Work order | This task calls for copying every line of the records that includes the word "true".

Task inputs |
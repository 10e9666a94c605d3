//! Formula trees and their compilation to solver terms.
//!
//! A rule formula is written as nested single-key JSON objects:
//!
//! ```json
//! {"or": [{"<=": ["dti", 43]}, {">=": ["compensating_factors", 2]}]}
//! ```
//!
//! [`Formula::parse`] turns such a document into the closed [`Formula`] tree
//! and [`compile`] lowers it to an [`SmtTerm`] against a constraint's
//! [`SymbolTable`]. Compilation is pure: it touches no solver state.

use crate::error::{AareError, AareResult};
use crate::smt::{rational_from_decimal_str, SmtSort, SmtTerm};
use crate::symbols::SymbolTable;
use num::rational::BigRational;
use serde_json::Value;

/// Comparison operators.
#[derive(Debug, Clone, Copy, PartialEq, Eq, Hash)]
pub enum CmpOp {
    Le,
    Lt,
    Ge,
    Gt,
    Eq,
}

impl CmpOp {
    pub fn as_str(&self) -> &'static str {
        match self {
            Self::Le => "<=",
            Self::Lt => "<",
            Self::Ge => ">=",
            Self::Gt => ">",
            Self::Eq => "==",
        }
    }
}

/// Arithmetic operators over an ordered operand list.
#[derive(Debug, Clone, Copy, PartialEq, Eq, Hash)]
pub enum ArithOp {
    Add,
    Mul,
    Min,
    Max,
}

impl ArithOp {
    pub fn as_str(&self) -> &'static str {
        match self {
            Self::Add => "+",
            Self::Mul => "*",
            Self::Min => "min",
            Self::Max => "max",
        }
    }
}

/// Constant leaf of a formula.
#[derive(Debug, Clone, PartialEq)]
pub enum Literal {
    Bool(bool),
    Int(i64),
    Real(BigRational),
}

/// Declarative rule expression.
#[derive(Debug, Clone, PartialEq)]
pub enum Formula {
    Compare(CmpOp, Box<Formula>, Box<Formula>),
    And(Vec<Formula>),
    Or(Vec<Formula>),
    Not(Box<Formula>),
    Implies(Box<Formula>, Box<Formula>),
    Ite(Box<Formula>, Box<Formula>, Box<Formula>),
    Arith(ArithOp, Vec<Formula>),
    Lit(Literal),
    Var(String),
}

/// A compiled term together with its sort.
#[derive(Debug, Clone, PartialEq)]
pub struct Compiled {
    pub term: SmtTerm,
    pub sort: SmtSort,
}

impl Compiled {
    fn new(term: SmtTerm, sort: SmtSort) -> Self {
        Self { term, sort }
    }

    /// Term lifted to `target`; only Int to Real ever changes anything.
    fn coerce(self, target: SmtSort) -> SmtTerm {
        if self.sort == SmtSort::Int && target == SmtSort::Real {
            self.term.to_real()
        } else {
            self.term
        }
    }
}

fn malformed(operator: &str, message: impl Into<String>) -> AareError {
    AareError::MalformedFormula {
        operator: operator.to_string(),
        message: message.into(),
    }
}

fn mismatch(context: impl Into<String>, expected: &str, found: SmtSort) -> AareError {
    AareError::KindMismatch {
        context: context.into(),
        expected: expected.to_string(),
        found: found.to_string(),
    }
}

impl Formula {
    pub fn var(name: impl Into<String>) -> Self {
        Formula::Var(name.into())
    }

    pub fn int(n: i64) -> Self {
        Formula::Lit(Literal::Int(n))
    }

    pub fn bool(b: bool) -> Self {
        Formula::Lit(Literal::Bool(b))
    }

    pub fn compare(op: CmpOp, lhs: Formula, rhs: Formula) -> Self {
        Formula::Compare(op, Box::new(lhs), Box::new(rhs))
    }

    pub fn negate(inner: Formula) -> Self {
        Formula::Not(Box::new(inner))
    }

    pub fn implies(antecedent: Formula, consequent: Formula) -> Self {
        Formula::Implies(Box::new(antecedent), Box::new(consequent))
    }

    pub fn ite(cond: Formula, then: Formula, els: Formula) -> Self {
        Formula::Ite(Box::new(cond), Box::new(then), Box::new(els))
    }

    /// Parse a declarative formula document.
    pub fn parse(value: &Value) -> AareResult<Formula> {
        match value {
            Value::Object(map) => {
                let mut keys = map.keys();
                let (operator, args) = match (keys.next(), keys.next()) {
                    (None, _) => return Err(malformed("{}", "formula node has no operator")),
                    (Some(key), None) => (key.as_str(), &map[key]),
                    (Some(_), Some(_)) => {
                        let mut operators: Vec<String> = map.keys().cloned().collect();
                        operators.sort();
                        return Err(AareError::AmbiguousOperator { operators });
                    }
                };
                Self::parse_node(operator, args)
            }
            Value::Bool(b) => Ok(Formula::bool(*b)),
            Value::Number(n) => {
                if let Some(i) = n.as_i64() {
                    Ok(Formula::int(i))
                } else {
                    rational_from_decimal_str(&n.to_string())
                        .map(|r| Formula::Lit(Literal::Real(r)))
                        .ok_or_else(|| malformed("literal", format!("unrepresentable number {n}")))
                }
            }
            Value::String(name) => Ok(Formula::Var(name.clone())),
            Value::Null => Err(malformed("literal", "null operand")),
            Value::Array(_) => Err(malformed("literal", "bare list where an operand was expected")),
        }
    }

    fn parse_node(operator: &str, args: &Value) -> AareResult<Formula> {
        let cmp = match operator {
            "<=" => Some(CmpOp::Le),
            "<" => Some(CmpOp::Lt),
            ">=" => Some(CmpOp::Ge),
            ">" => Some(CmpOp::Gt),
            "==" => Some(CmpOp::Eq),
            _ => None,
        };
        if let Some(op) = cmp {
            let [lhs, rhs] = Self::fixed_args::<2>(operator, args)?;
            return Ok(Formula::compare(op, lhs, rhs));
        }
        let arith = match operator {
            "+" => Some(ArithOp::Add),
            "*" => Some(ArithOp::Mul),
            "min" => Some(ArithOp::Min),
            "max" => Some(ArithOp::Max),
            _ => None,
        };
        if let Some(op) = arith {
            let operands = Self::list_args(operator, args)?;
            if operands.is_empty() {
                return Err(malformed(operator, "needs at least one operand"));
            }
            return Ok(Formula::Arith(op, operands));
        }
        match operator {
            "and" => Ok(Formula::And(Self::list_args(operator, args)?)),
            "or" => Ok(Formula::Or(Self::list_args(operator, args)?)),
            "not" => {
                let inner = match args {
                    Value::Array(_) => {
                        let [inner] = Self::fixed_args::<1>(operator, args)?;
                        inner
                    }
                    other => Self::parse(other)?,
                };
                Ok(Formula::negate(inner))
            }
            "implies" => {
                let [antecedent, consequent] = Self::fixed_args::<2>(operator, args)?;
                Ok(Formula::implies(antecedent, consequent))
            }
            "ite" => {
                let [cond, then, els] = Self::fixed_args::<3>(operator, args)?;
                Ok(Formula::ite(cond, then, els))
            }
            other => Err(AareError::UnsupportedOperator {
                operator: other.to_string(),
            }),
        }
    }

    fn list_args(operator: &str, args: &Value) -> AareResult<Vec<Formula>> {
        match args {
            Value::Array(items) => items.iter().map(Self::parse).collect(),
            _ => Err(malformed(operator, "operands must be a list")),
        }
    }

    fn fixed_args<const N: usize>(operator: &str, args: &Value) -> AareResult<[Formula; N]> {
        let operands = Self::list_args(operator, args)?;
        let found = operands.len();
        operands
            .try_into()
            .map_err(|_| malformed(operator, format!("expected {N} operands, found {found}")))
    }

    /// Compile to a boolean term.
    pub fn compile(&self, table: &SymbolTable) -> AareResult<SmtTerm> {
        let compiled = self.compile_expr(table)?;
        if compiled.sort != SmtSort::Bool {
            return Err(mismatch("rule formula", "Bool", compiled.sort));
        }
        Ok(compiled.term)
    }

    /// Compile to a term of any sort.
    pub fn compile_expr(&self, table: &SymbolTable) -> AareResult<Compiled> {
        match self {
            Formula::Var(name) => {
                let sort: SmtSort = table.resolve(name)?.into();
                Ok(Compiled::new(SmtTerm::var(name.clone()), sort))
            }
            Formula::Lit(Literal::Bool(b)) => Ok(Compiled::new(SmtTerm::bool(*b), SmtSort::Bool)),
            Formula::Lit(Literal::Int(n)) => Ok(Compiled::new(SmtTerm::int(*n), SmtSort::Int)),
            Formula::Lit(Literal::Real(r)) => {
                Ok(Compiled::new(SmtTerm::real(r.clone()), SmtSort::Real))
            }
            Formula::Compare(op, lhs, rhs) => compile_compare(*op, lhs, rhs, table),
            Formula::And(items) => Ok(Compiled::new(
                SmtTerm::and(compile_bools("and", items, table)?),
                SmtSort::Bool,
            )),
            Formula::Or(items) => Ok(Compiled::new(
                SmtTerm::or(compile_bools("or", items, table)?),
                SmtSort::Bool,
            )),
            Formula::Not(inner) => Ok(Compiled::new(
                compile_bool("not", inner, table)?.not(),
                SmtSort::Bool,
            )),
            Formula::Implies(antecedent, consequent) => Ok(Compiled::new(
                compile_bool("implies", antecedent, table)?
                    .implies(compile_bool("implies", consequent, table)?),
                SmtSort::Bool,
            )),
            Formula::Ite(cond, then, els) => {
                let cond = compile_bool("ite condition", cond, table)?;
                let then = then.compile_expr(table)?;
                let els = els.compile_expr(table)?;
                let sort = unify("ite branches", then.sort, els.sort)?;
                Ok(Compiled::new(
                    SmtTerm::ite(cond, then.coerce(sort), els.coerce(sort)),
                    sort,
                ))
            }
            Formula::Arith(op, operands) => compile_arith(*op, operands, table),
        }
    }
}

fn compile_bool(context: &str, formula: &Formula, table: &SymbolTable) -> AareResult<SmtTerm> {
    let compiled = formula.compile_expr(table)?;
    if compiled.sort != SmtSort::Bool {
        return Err(mismatch(context, "Bool", compiled.sort));
    }
    Ok(compiled.term)
}

fn compile_bools(context: &str, items: &[Formula], table: &SymbolTable) -> AareResult<Vec<SmtTerm>> {
    items
        .iter()
        .map(|item| compile_bool(context, item, table))
        .collect()
}

fn compile_numeric(context: &str, formula: &Formula, table: &SymbolTable) -> AareResult<Compiled> {
    let compiled = formula.compile_expr(table)?;
    if !compiled.sort.is_numeric() {
        return Err(mismatch(context, "Int or Real", compiled.sort));
    }
    Ok(compiled)
}

/// Common sort of two operands: equal sorts, or the wider numeric sort.
fn unify(context: &str, a: SmtSort, b: SmtSort) -> AareResult<SmtSort> {
    if a == b {
        Ok(a)
    } else if a.is_numeric() && b.is_numeric() {
        Ok(a.widen(b))
    } else {
        Err(AareError::KindMismatch {
            context: context.to_string(),
            expected: a.to_string(),
            found: b.to_string(),
        })
    }
}

fn compile_compare(
    op: CmpOp,
    lhs: &Formula,
    rhs: &Formula,
    table: &SymbolTable,
) -> AareResult<Compiled> {
    let context = format!("'{}' comparison", op.as_str());
    let lhs = lhs.compile_expr(table)?;
    let rhs = rhs.compile_expr(table)?;
    let sort = unify(&context, lhs.sort, rhs.sort)?;
    if sort == SmtSort::Bool && op != CmpOp::Eq {
        return Err(mismatch(context, "Int or Real", SmtSort::Bool));
    }
    let (l, r) = (lhs.coerce(sort), rhs.coerce(sort));
    let term = match op {
        CmpOp::Le => l.le(r),
        CmpOp::Lt => l.lt(r),
        CmpOp::Ge => l.ge(r),
        CmpOp::Gt => l.gt(r),
        CmpOp::Eq => l.eq(r),
    };
    Ok(Compiled::new(term, SmtSort::Bool))
}

fn compile_arith(op: ArithOp, operands: &[Formula], table: &SymbolTable) -> AareResult<Compiled> {
    let compiled = operands
        .iter()
        .map(|operand| compile_numeric(op.as_str(), operand, table))
        .collect::<AareResult<Vec<_>>>()?;
    let sort = compiled
        .iter()
        .fold(SmtSort::Int, |acc, c| acc.widen(c.sort));
    let mut terms = compiled.into_iter().map(|c| c.coerce(sort));
    let term = match op {
        ArithOp::Add => SmtTerm::Add(terms.collect()),
        ArithOp::Mul => SmtTerm::Mul(terms.collect()),
        ArithOp::Min | ArithOp::Max => {
            let first = terms
                .next()
                .ok_or_else(|| malformed(op.as_str(), "needs at least one operand"))?;
            terms.fold(first, |acc, next| {
                let pick_acc = if op == ArithOp::Min {
                    acc.clone().le(next.clone())
                } else {
                    acc.clone().ge(next.clone())
                };
                SmtTerm::ite(pick_acc, acc, next)
            })
        }
    };
    Ok(Compiled::new(term, sort))
}

/// Compile an optional raw formula document; a missing formula is `true`.
pub fn compile(raw: Option<&Value>, table: &SymbolTable) -> AareResult<SmtTerm> {
    match raw {
        None | Some(Value::Null) => Ok(SmtTerm::bool(true)),
        Some(value) => Formula::parse(value)?.compile(table),
    }
}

Exercise solution |
/// Compile an optional raw formula document; a missing formula is `true`.
        None | Some(Value::Null) => Ok(SmtTerm::bool(true)),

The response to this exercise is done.